University nets record research funding from stimulus, Gates foundation

Computer science professor Ian Foster received the largest grant, $32 million, from the National Science Foundation.

By Amy Myers

U of C researchers received a record $471.8 million in federal and private grants last year to fund projects on counter-bioterrorism and studies of dark energy, among others.

The 11 percent increase from last year was due in part to last fall’s stimulus bill, according to Donald Levy, vice president for research and national laboratories at the University.

Levy said a changing attitude in Washington, affected by the economic downturn, contributed to the all-time high. “There’s been an articulated desire to increase research,” he said.

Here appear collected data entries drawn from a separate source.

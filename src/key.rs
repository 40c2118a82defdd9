//! Rate-limit keys.
//!
//! A key has the form `"{limiter}:{identifier}"`, split at the first `:`. The limiter name selects
//! the configuration and the circuit breaker; the identifier selects the window. Keys without a
//! usable limiter part fall back to the `default` limiter with the whole key as identifier.

use std::fmt;

/// Limiter name used when a key carries none.
pub const DEFAULT_LIMITER: &str = "default";

/// Default prefix for storage keys.
pub const DEFAULT_KEY_PREFIX: &str = "rate_limit";

/// A parsed `limiter:identifier` key.
#[derive(Debug, Clone, PartialEq, Eq, Hash)]
pub struct RateLimitKey<'a> {
    limiter: &'a str,
    identifier: &'a str,
}

impl<'a> RateLimitKey<'a> {
    /// Parse a raw key. Never fails.
    ///
    /// ```
    /// use windowgate::RateLimitKey;
    ///
    /// let key = RateLimitKey::parse("login:user-42");
    /// assert_eq!(key.limiter_name(), "login");
    /// assert_eq!(key.identifier(), "user-42");
    ///
    /// let bare = RateLimitKey::parse("10.0.0.1");
    /// assert_eq!(bare.limiter_name(), "default");
    /// assert_eq!(bare.identifier(), "10.0.0.1");
    /// ```
    pub fn parse(raw: &'a str) -> Self {
        match raw.split_once(':') {
            Some((limiter, identifier)) if !limiter.is_empty() && !identifier.is_empty() => {
                Self { limiter, identifier }
            }
            _ => Self { limiter: DEFAULT_LIMITER, identifier: raw },
        }
    }

    pub fn limiter_name(&self) -> &'a str {
        self.limiter
    }

    pub fn identifier(&self) -> &'a str {
        self.identifier
    }

    /// `"{prefix}:{limiter}:{identifier}"`
    pub fn storage_key(&self, prefix: &str) -> String {
        format!("{}:{}:{}", prefix, self.limiter, self.identifier)
    }
}

impl fmt::Display for RateLimitKey<'_> {
    fn fmt(&self, f: &mut fmt::Formatter<'_>) -> fmt::Result {
        write!(f, "{}:{}", self.limiter, self.identifier)
    }
}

Computer science professor Ian Foster received the largest grant, $32 million, from the National Science Foundation. The grant will fund Foster’s work on the TeraGrid, a network to link researchers across the country.

“It’s not so much a research project as an infrastructure project,” Foster said. He said the system of supercomputers and the creation of cyber-infrastructure will positively affect the way scientists conduct research.

The Bill and Melinda Gates Foundation awarded economics research professor Robert Townsend $15 million for the Social Sciences Division’s Consortium for Financial Systems and Poverty. The group will compile data on regulations in poor countries to “understand better and, hopefully, make some improvements in the way financial sectors function,” Townsend said.

Townsend emphasized the unique, cooperative nature of the consortium to discover the best possible solutions. “There are a variety of approaches. We relish in and are trying to promote collaboration among a variety of researchers, he said.

Whether or not this year’s numbers represent a trend is unknown. “I hope it’s a trend,” Levy said. “I think we’re going to do very well in competing with what’s available out there.” He cautioned that the current government’s budget deficit limits the amount of research funding awarded each year.

According to Townsend, the 11 percent increase does not reflect the current economic climate. “I think that, actually, the University went against the trend over all. Many institutions and foundations lost money in the financial area,” he said.

Townsend said his grant indicates a larger movement in research. “I think there is an overall trend toward philanthropy. Donations and foundations are playing a bigger role in research,” Townsend said. “[The University is] bucking the long-term trend and taking advantage of the short term.”